Auch das Tempo hat Scheible zu bemängeln. Kaum einer halte sich an die vorgeschriebene Geschwindigkeit. Und hinzu kommt die unbefriedigende Parksituation. Die Ostendstraße wird über lange Strecken einseitig komplett zugeparkt, sodass die verbleibende Fahrbahn sehr schmal ist. "Dann fahren die Lkw halb über die Gehsteige. Als Kind oder alter Mensch hat man da im Zweifelsfall keine Chance", so der Anwohner. Versetztes Parken ist hier seiner Meinung nach eine Lösung des Problems.

Mehr Beleuchtung wünschen sich Tamara Berchtold und Annika Weinand. Die beiden Schülerinnen, die gerne das Angebot des Bürgerhauses nutzen ("Wir haben gerade unsere Hausaufgaben dort gemacht und gehen auch gerne dort ins Internet"), fürchten sich, im Dunkeln den unbeleuchteten Weg zwischen Berliner- und Wartburgstraße über den Volksfestplatz zu gehen. "Im Winter war ich dort beim Schlittschuhlaufen, das war toll", so Tamara Berchtold. "Aber wenn ich im Finstern den Weg laufen muss, dann renne ich immer."

Ungeeignet findet Inge Sauermann den Volksfestplatz für den Rummel: "Der gehört dort weg, denn der Platz ist viel zu klein". Doch eine Alternative ist ihrer Meinung nach schwer zu finden.
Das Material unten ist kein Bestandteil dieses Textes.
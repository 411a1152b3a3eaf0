use serde_json::Value;

use super::participant::{ConnectionId, Participant};
use super::protocol::{unix_millis, ChatMessage};
use super::registry::ConnectionRegistry;
use super::state::{ClassroomStore, WhiteboardMode};
use crate::config::DEFAULT_MAX_MESSAGE_LENGTH;
use crate::error::{ClassroomError, Result};

#[derive(Debug, Clone, PartialEq)]
pub struct WhiteboardToggled {
    pub mode: WhiteboardMode,
    pub triggered_by: String,
}

/// Validates and applies state-changing commands.
///
/// Slide navigation and drawing belong to the teacher; chat and showing or
/// hiding the shared canvas are open to everyone who joined. A failed
/// command never mutates the store.
#[derive(Debug, Clone)]
pub struct CommandProcessor {
    max_message_length: usize,
}

impl Default for CommandProcessor {
    fn default() -> Self {
        Self::new(DEFAULT_MAX_MESSAGE_LENGTH)
    }
}

impl CommandProcessor {
    pub fn new(max_message_length: usize) -> Self {
        Self { max_message_length }
    }

    pub fn change_slide(
        &self,
        registry: &ConnectionRegistry,
        store: &mut ClassroomStore,
        connection_id: &ConnectionId,
        index: i64,
    ) -> Result<usize> {
        require_teacher(registry, connection_id)?;
        store.set_current_slide(index)
    }

    pub fn post_message(
        &self,
        registry: &ConnectionRegistry,
        connection_id: &ConnectionId,
        text: &str,
    ) -> Result<ChatMessage> {
        let participant = require_joined(registry, connection_id)?;

        let text = text.trim();
        if text.is_empty() {
            return Err(ClassroomError::EmptyMessage);
        }

        Ok(ChatMessage {
            sender: participant.display_name.clone(),
            sender_id: participant.connection_id.clone(),
            role: participant.role,
            text: truncate_chars(text, self.max_message_length),
            timestamp: unix_millis(),
        })
    }

    pub fn toggle_whiteboard(
        &self,
        registry: &ConnectionRegistry,
        store: &mut ClassroomStore,
        connection_id: &ConnectionId,
        mode: WhiteboardMode,
    ) -> Result<WhiteboardToggled> {
        let participant = require_joined(registry, connection_id)?;
        store.set_whiteboard_mode(mode);

        Ok(WhiteboardToggled {
            mode,
            triggered_by: participant.display_name.clone(),
        })
    }

    pub fn update_whiteboard(
        &self,
        registry: &ConnectionRegistry,
        store: &mut ClassroomStore,
        connection_id: &ConnectionId,
        delta: Value,
    ) -> Result<Value> {
        require_teacher(registry, connection_id)?;
        store.set_whiteboard_content(delta.clone())?;
        Ok(delta)
    }

    pub fn clear_whiteboard(
        &self,
        registry: &ConnectionRegistry,
        store: &mut ClassroomStore,
        connection_id: &ConnectionId,
    ) -> Result<()> {
        require_teacher(registry, connection_id)?;
        store.clear_whiteboard();
        Ok(())
    }
}

pub(crate) fn require_joined<'a>(
    registry: &'a ConnectionRegistry,
    connection_id: &ConnectionId,
) -> Result<&'a Participant> {
    registry
        .lookup(connection_id)
        .ok_or_else(|| ClassroomError::NotJoined(connection_id.to_string()))
}

fn require_teacher<'a>(
    registry: &'a ConnectionRegistry,
    connection_id: &ConnectionId,
) -> Result<&'a Participant> {
    let participant = require_joined(registry, connection_id)?;
    if !participant.role.is_teacher() {
        return Err(ClassroomError::Unauthorized(connection_id.to_string()));
    }
    Ok(participant)
}

fn truncate_chars(text: &str, max_chars: usize) -> String {
    match text.char_indices().nth(max_chars) {
        Some((byte_index, _)) => text[..byte_index].to_string(),
        None => text.to_string(),
    }
}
Mehr Pflege wünscht sich Heidemarie Heil für den Längenmühlbach, "der vergammelt". Da gehöre die Böschung gerichtet. Ebenso bedarf der Spielplatz am Volksfestplatz einer häufigeren Wartung schließt sich Inge Sauermann an. Rasenpflege und Säuberung von Unrat ließen zu wünschen übrig.

Um Jugendlichen mehr zu bieten, könne der Basketballplatz hinter dem Bürgerhaus nachmittags geöffnet werden, findet Heidemarie Heil. Das Problem sieht sie darin, dass wohl eine Aufsicht nötig wäre. Doch das könne bewältigt werden. Unbedingt erforderlich wäre auch ein Streetworker, der sich der Jugendlichen annehme.

Ein Miteinander der vielen verschiedenen Kulturen im Ostend gibt es noch nicht wirklich. Manche ethnische Gruppen sondern sich ab, bleiben unter sich. "Aber das Multi-Kulti-Fest hat da schon manches bewirkt", lobt Heidemarie Heil.

"Unter Lebensgefahr" bewegt sich Josef Grünwald durch das Ostend, wie er anmerkt. Der passionierte Radler hat Angst, unter die Räder zu kommen, denn "Neuburg ist nicht nur eine Radler unfreundliche Stadt, sondern sogar eine Radler feindliche!" Enge Straßen, Durchgangsverkehr und die vielen Lkw nennt Grünwald als Gefahrenpunkte. "Ich fahre auf dem Gehsteig, weil ich mich nicht umbringen lassen will." Sein Vorschlag lautet, die Gehwege auch als Radwege auszuweisen. "Hier sind nur wenige Fußgänger unterwegs und mit Vorsicht und Rücksichtnahme hätten auch die Radler Platz. Das ist mir ein echtes Anliegen, weil die Situation für mich Lebensgefahr bedeutet."